Among the entries below, find the lines with the word "dropped" and copy them.

*** DATA FOR REVIEW ***

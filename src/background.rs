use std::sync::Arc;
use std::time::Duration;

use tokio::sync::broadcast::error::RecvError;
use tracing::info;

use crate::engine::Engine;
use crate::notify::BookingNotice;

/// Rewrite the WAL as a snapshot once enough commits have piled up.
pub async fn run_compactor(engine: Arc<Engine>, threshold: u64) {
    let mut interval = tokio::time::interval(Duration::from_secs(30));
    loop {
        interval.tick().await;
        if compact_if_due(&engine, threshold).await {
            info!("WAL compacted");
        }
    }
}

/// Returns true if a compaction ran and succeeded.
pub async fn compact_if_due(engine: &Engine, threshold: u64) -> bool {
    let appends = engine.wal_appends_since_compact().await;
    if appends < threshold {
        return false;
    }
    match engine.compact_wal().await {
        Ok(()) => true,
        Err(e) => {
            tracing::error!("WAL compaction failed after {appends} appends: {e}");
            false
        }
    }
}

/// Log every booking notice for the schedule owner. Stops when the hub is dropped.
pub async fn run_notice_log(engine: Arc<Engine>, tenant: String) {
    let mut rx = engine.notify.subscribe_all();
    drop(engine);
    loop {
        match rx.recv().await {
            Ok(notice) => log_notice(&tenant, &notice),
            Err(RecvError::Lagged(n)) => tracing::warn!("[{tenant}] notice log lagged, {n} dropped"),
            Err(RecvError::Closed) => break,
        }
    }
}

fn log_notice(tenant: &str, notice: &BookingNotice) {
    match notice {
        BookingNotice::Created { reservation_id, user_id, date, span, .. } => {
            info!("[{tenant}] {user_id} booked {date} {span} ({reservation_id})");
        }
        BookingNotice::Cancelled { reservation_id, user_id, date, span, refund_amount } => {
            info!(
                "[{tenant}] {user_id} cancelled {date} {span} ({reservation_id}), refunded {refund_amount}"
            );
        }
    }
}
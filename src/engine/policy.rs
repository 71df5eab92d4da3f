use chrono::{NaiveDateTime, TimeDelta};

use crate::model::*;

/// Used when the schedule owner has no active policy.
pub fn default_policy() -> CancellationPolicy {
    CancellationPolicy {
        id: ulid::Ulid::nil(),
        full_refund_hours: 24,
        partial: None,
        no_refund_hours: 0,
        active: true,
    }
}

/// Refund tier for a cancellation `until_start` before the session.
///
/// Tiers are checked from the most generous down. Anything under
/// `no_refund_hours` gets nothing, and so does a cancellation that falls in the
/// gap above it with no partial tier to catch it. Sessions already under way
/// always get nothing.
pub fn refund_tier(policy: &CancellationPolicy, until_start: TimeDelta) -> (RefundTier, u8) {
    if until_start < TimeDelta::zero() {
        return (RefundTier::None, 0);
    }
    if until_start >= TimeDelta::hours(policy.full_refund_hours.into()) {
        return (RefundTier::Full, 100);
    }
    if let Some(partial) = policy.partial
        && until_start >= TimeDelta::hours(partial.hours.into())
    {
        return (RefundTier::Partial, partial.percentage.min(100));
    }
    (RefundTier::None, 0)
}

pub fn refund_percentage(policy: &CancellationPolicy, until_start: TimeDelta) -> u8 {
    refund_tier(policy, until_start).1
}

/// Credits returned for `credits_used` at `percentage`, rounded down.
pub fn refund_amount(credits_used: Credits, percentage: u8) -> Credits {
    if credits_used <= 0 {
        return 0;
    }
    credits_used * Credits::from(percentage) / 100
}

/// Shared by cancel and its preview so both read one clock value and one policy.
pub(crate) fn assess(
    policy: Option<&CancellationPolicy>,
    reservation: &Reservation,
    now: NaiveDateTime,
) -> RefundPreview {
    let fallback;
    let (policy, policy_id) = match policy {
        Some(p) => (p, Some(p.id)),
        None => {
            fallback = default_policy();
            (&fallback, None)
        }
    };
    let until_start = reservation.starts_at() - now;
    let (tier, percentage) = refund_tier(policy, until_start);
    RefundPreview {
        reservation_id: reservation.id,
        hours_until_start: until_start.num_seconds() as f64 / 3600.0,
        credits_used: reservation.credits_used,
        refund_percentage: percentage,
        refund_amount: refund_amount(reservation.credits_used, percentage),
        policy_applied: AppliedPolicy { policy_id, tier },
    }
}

*** End of DATA FOR REVIEW ***

TASK OUTPUT:
/// Log every booking notice for the schedule owner. Stops when the hub is dropped.
            Err(RecvError::Lagged(n)) => tracing::warn!("[{tenant}] notice log lagged, {n} dropped"),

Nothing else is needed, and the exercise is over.